The practical risk is that a team under time pressure may accept the AI's general-level summary as sufficient and not retrieve the primary document — leaving the work product incomplete and potentially inconsistent with the actual regulatory standard.
When a Compliance team asks AI tools about the specific findings in the November 2025 CPMI-IOSCO Level 3 assessment on general business risks — particularly regarding FMI compliance with the six-month liquid net assets standard — the AI tools we tested were unable to access the document's content and declined to fabricate verbatim text. This is the correct response, but it means the AI cannot assist with any task that requires knowledge of this assessment's findings.

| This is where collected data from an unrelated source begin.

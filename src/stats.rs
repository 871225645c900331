use std::time::{Duration, Instant};

use chrono::{DateTime, Local};

#[derive(Clone, Debug, PartialEq)]
pub enum NetReading {
    Totals { sent_kib: u64, recv_kib: u64 },
    Rate { kbps: u64 },
}

#[derive(Clone, Debug, PartialEq)]
pub struct StatsSnapshot {
    pub cpu_percent: u32,
    pub mem_percent: u32,
    pub net:         NetReading,
}
impl StatsSnapshot {
    /// Placeholder readings derived from the wall clock, for hosts without a stats provider.
    pub fn synthetic(now: DateTime<Local>) -> Self {
        let t = now.timestamp().max(0) as u64;
        Self {
            cpu_percent: 30 + (t % 40) as u32,
            mem_percent: 48 + (t % 30) as u32,
            net:         NetReading::Rate { kbps: t % 120 },
        }
    }
    pub fn cpu_label(&self) -> String { format!("CPU: {}%", self.cpu_percent) }
    pub fn mem_label(&self) -> String { format!("RAM: {}%", self.mem_percent) }
    pub fn net_label(&self) -> String {
        match self.net {
            NetReading::Totals { sent_kib, recv_kib } => format!("NET: {sent_kib}k / {recv_kib}k"),
            NetReading::Rate { kbps }                 => format!("NET: {kbps} kb/s"),
        }
    }
}

pub enum StatsProvider {
    #[cfg(feature = "host-stats")]
    Live { sys: sysinfo::System, networks: sysinfo::Networks },
    Synthetic,
}
impl StatsProvider {
    /// Chosen once at startup.
    pub fn detect() -> Self {
        #[cfg(feature = "host-stats")]
        {
            if sysinfo::IS_SUPPORTED_SYSTEM {
                log::info!("host stats: sysinfo");
                let mut sys = sysinfo::System::new();
                sys.refresh_cpu();
                return Self::Live { sys, networks: sysinfo::Networks::new_with_refreshed_list() };
            }
        }
        log::info!("host stats: synthetic placeholders");
        Self::Synthetic
    }

    pub fn is_live(&self) -> bool { !matches!(self, Self::Synthetic) }

    pub fn sample(&mut self, now: DateTime<Local>) -> StatsSnapshot {
        match self {
            #[cfg(feature = "host-stats")]
            Self::Live { sys, networks } => {
                sys.refresh_cpu();
                sys.refresh_memory();
                networks.refresh();
                let total = sys.total_memory();
                let mem = if total == 0 { 0 } else { (sys.used_memory() * 100 / total) as u32 };
                let (sent, recv) = networks.iter().fold((0u64, 0u64), |(s, r), (_, data)| {
                    (s + data.total_transmitted(), r + data.total_received())
                });
                StatsSnapshot {
                    cpu_percent: sys.global_cpu_info().cpu_usage() as u32,
                    mem_percent: mem,
                    net:         NetReading::Totals { sent_kib: sent / 1024, recv_kib: recv / 1024 },
                }
            }
            Self::Synthetic => StatsSnapshot::synthetic(now),
        }
    }
}

pub struct StatsSidebar {
    provider: StatsProvider,
    interval: Duration,
    last:     Option<Instant>,
    snapshot: Option<StatsSnapshot>,
}
impl StatsSidebar {
    pub fn new(provider: StatsProvider, interval: Duration) -> Self {
        Self { provider, interval, last: None, snapshot: None }
    }

    /// Samples when the poll interval has elapsed. Returns whether the labels changed.
    pub fn poll(&mut self, now: Instant) -> bool {
        if self.last.is_some_and(|t| now.saturating_duration_since(t) < self.interval) {
            return false;
        }
        self.last = Some(now);
        let next = self.provider.sample(Local::now());
        let changed = self.snapshot.as_ref() != Some(&next);
        self.snapshot = Some(next);
        changed
    }

    #[cfg(test)]
    pub fn snapshot(&self) -> Option<&StatsSnapshot> { self.snapshot.as_ref() }
    pub fn is_live(&self) -> bool { self.provider.is_live() }

    pub fn labels(&self) -> [String; 3] {
        match &self.snapshot {
            Some(s) => [s.cpu_label(), s.mem_label(), s.net_label()],
            None    => ["CPU: --%".into(), "RAM: --%".into(), "NET: -- kb/s".into()],
        }
    }
}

For a Payment Institutions firm operating in jurisdictions where regulators reference CPMI-IOSCO Level 3 assessments in their own supervisory guidance, the inability of AI tools to summarise or cite this report accurately means that compliance monitoring and internal reporting on the firm's general business risk framework must be built from the primary BIS publication — not from AI-generated summaries, which will be incomplete or absent.

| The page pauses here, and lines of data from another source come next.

use std::collections::VecDeque;

use chrono::{DateTime, Local};

pub const SPIRIT_TAG: &str = "[KAISEL] —";

#[derive(Clone, Copy, Debug, PartialEq, Eq)]
pub enum LineKind { User, Status, Reply, Error, System }

#[derive(Clone, Debug)]
pub struct TranscriptLine {
    pub kind: LineKind,
    pub text: String,
    pub at:   DateTime<Local>,
}
impl TranscriptLine {
    pub fn display(&self) -> String {
        match self.kind {
            LineKind::User => format!("You: {}", self.text),
            _              => format!("{SPIRIT_TAG} {}", self.text),
        }
    }
}

/// Append-only console log, capped at `max_lines`.
#[derive(Debug)]
pub struct Transcript {
    lines:     VecDeque<TranscriptLine>,
    max_lines: usize,
}
impl Transcript {
    pub fn new(max_lines: usize) -> Self {
        Self { lines: VecDeque::new(), max_lines: max_lines.max(1) }
    }

    pub fn push(&mut self, kind: LineKind, text: impl Into<String>) {
        self.lines.push_back(TranscriptLine { kind, text: text.into(), at: Local::now() });
        while self.lines.len() > self.max_lines {
            self.lines.pop_front();
        }
    }

    pub fn lines(&self) -> impl Iterator<Item = &TranscriptLine> { self.lines.iter() }
    #[cfg(test)]
    pub fn len(&self) -> usize { self.lines.len() }
    #[cfg(test)]
    pub fn is_empty(&self) -> bool { self.lines.is_empty() }
    #[cfg(test)]
    pub fn last(&self) -> Option<&TranscriptLine> { self.lines.back() }
}

#[cfg(test)]
mod tests {
    use super::*;

    #[test]
    fn display_prefixes_by_kind() {
        let mut t = Transcript::new(10);
        t.push(LineKind::User, "hello");
        t.push(LineKind::Status, "processing...");
        let shown: Vec<_> = t.lines().map(|l| l.display()).collect();
        assert_eq!(shown, ["You: hello", "[KAISEL] — processing..."]);
    }

    #[test]
    fn oldest_lines_drop_past_the_cap() {
        let mut t = Transcript::new(3);
        for i in 0..5 {
            t.push(LineKind::System, i.to_string());
        }
        let texts: Vec<_> = t.lines().map(|l| l.text.as_str()).collect();
        assert_eq!(texts, ["2", "3", "4"]);
    }
}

When a Compliance team asks AI tools for verbatim text from the BIS press release announcing the July 2022 CPMI-IOSCO stablecoin guidance, AI tools we tested were unable to retrieve the specific content of the press release and declined to quote it. If the team needs to reference the official announcement — for example when advising the business on the regulatory status of stablecoin arrangements under PFMI-aligned frameworks, or preparing a regulatory update briefing — the AI cannot provide accurate verbatim material.
Relying on an AI-generated paraphrase of the announcement risks omitting or misrepresenting the scope or caveats of the guidance, which could result in an internal briefing that misstates the regulatory position on stablecoin-related payment obligations.

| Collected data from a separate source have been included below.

use std::path::PathBuf;
use std::time::Duration;

use anyhow::{Context as AnyhowCtx, Result};
use serde::{Deserialize, Serialize};

#[derive(Clone, Debug, Serialize, Deserialize)]
#[serde(default)]
pub struct Config {
    pub ai_enabled:        bool,
    pub ai_endpoint:       String,
    pub ai_model:          String,
    pub ai_system_prompt:  String,
    pub reply_latency_ms:  u64,
    pub particle_count:    usize,
    pub scrollback_lines:  usize,
    pub stats_interval_ms: u64,
    pub font_size:         f32,
}
impl Default for Config {
    fn default() -> Self {
        Self {
            ai_enabled:        true,
            ai_endpoint:       "http://localhost:11434/api/chat".into(),
            ai_model:          "llama3".into(),
            ai_system_prompt:  "You are KAISEL, an eerie but helpful AI terminal.".into(),
            reply_latency_ms:  600,
            particle_count:    100,
            scrollback_lines:  5000,
            stats_interval_ms: 1200,
            font_size:         14.0,
        }
    }
}
impl Config {
    /// Reads the config file, falling back to defaults. A missing file is
    /// seeded with the defaults so users have something to edit.
    pub fn load() -> Self {
        let path = Self::path();
        if !path.exists() {
            let c = Self::default();
            if let Err(e) = c.save() { log::warn!("could not write default config: {e:#}"); }
            return c;
        }
        match Self::read_from(&path) {
            Ok(c) => c,
            Err(e) => {
                log::warn!("ignoring unreadable config {}: {e:#}", path.display());
                Self::default()
            }
        }
    }
    pub fn read_from(path: &PathBuf) -> Result<Self> {
        let data = std::fs::read_to_string(path)
            .with_context(|| format!("reading {}", path.display()))?;
        Self::from_json(&data)
    }
    pub fn from_json(data: &str) -> Result<Self> {
        serde_json::from_str::<Config>(data).context("parsing config json")
    }
    pub fn save(&self) -> Result<()> {
        let path = Self::path();
        if let Some(dir) = path.parent() {
            std::fs::create_dir_all(dir).with_context(|| format!("creating {}", dir.display()))?;
        }
        let json = serde_json::to_string_pretty(self)?;
        std::fs::write(&path, json).with_context(|| format!("writing {}", path.display()))
    }
    fn path() -> PathBuf {
        dirs::config_dir().unwrap_or_else(|| PathBuf::from(".")).join("kaisel").join("config.json")
    }

    pub fn reply_latency(&self) -> Duration { Duration::from_millis(self.reply_latency_ms) }
    pub fn stats_interval(&self) -> Duration { Duration::from_millis(self.stats_interval_ms.max(100)) }
}

#[cfg(test)]
mod tests {
    use super::*;

    #[test]
    fn partial_json_keeps_defaults_for_missing_fields() {
        let c = Config::from_json(r#"{ "ai_enabled": false, "particle_count": 12 }"#).unwrap();
        assert!(!c.ai_enabled);
        assert_eq!(c.particle_count, 12);
        assert_eq!(c.ai_model, "llama3");
        assert_eq!(c.reply_latency(), Duration::from_millis(600));
    }

    #[test]
    fn malformed_json_is_an_error() {
        assert!(Config::from_json("{ not json").is_err());
    }

    #[test]
    fn stats_interval_has_a_floor() {
        let c = Config { stats_interval_ms: 0, ..Config::default() };
        assert_eq!(c.stats_interval(), Duration::from_millis(100));
    }
}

When a Compliance team asks AI tools for specific verbatim text, thresholds, or cross-references from the IOSCO co-published version of the PFMI, the AI tools we tested correctly declined to fabricate paragraph-level content from the binary PDF — but were unable to provide the precise text. For a Compliance function that needs to cite the IOSCO version specifically (as distinct from the BIS version) in a regulatory submission, cross-border mapping document, or correspondence with an IOSCO-member regulator, AI tools cannot substitute for direct access to the publication.
Any internal document that cites 'the IOSCO PFMI' without checking the actual text risks misrepresenting the co-published standard in contexts where the distinction between the BIS and IOSCO versions is material to the regulator.
When a Compliance team asks AI tools for verbatim content from the IOSCO version of the PFMI disclosure framework and assessment methodology, the AI tools we tested were unable to access the PDF and declined to fabricate paragraph-level content. The disclosure framework and assessment methodology is a core reference for Compliance functions conducting self-assessments or preparing for external assessments under the PFMI — it contains the specific assessment criteria against which each Principle is evaluated.
AI tools that cannot retrieve this document's content cannot assist with any task that requires quoting or applying the specific assessment criteria, meaning the team must source this material directly from the BIS or IOSCO publication. A self-assessment built on AI-generated summaries of the assessment methodology criteria risks omitting or mischaracterising the specific benchmarks regulators use to evaluate compliance.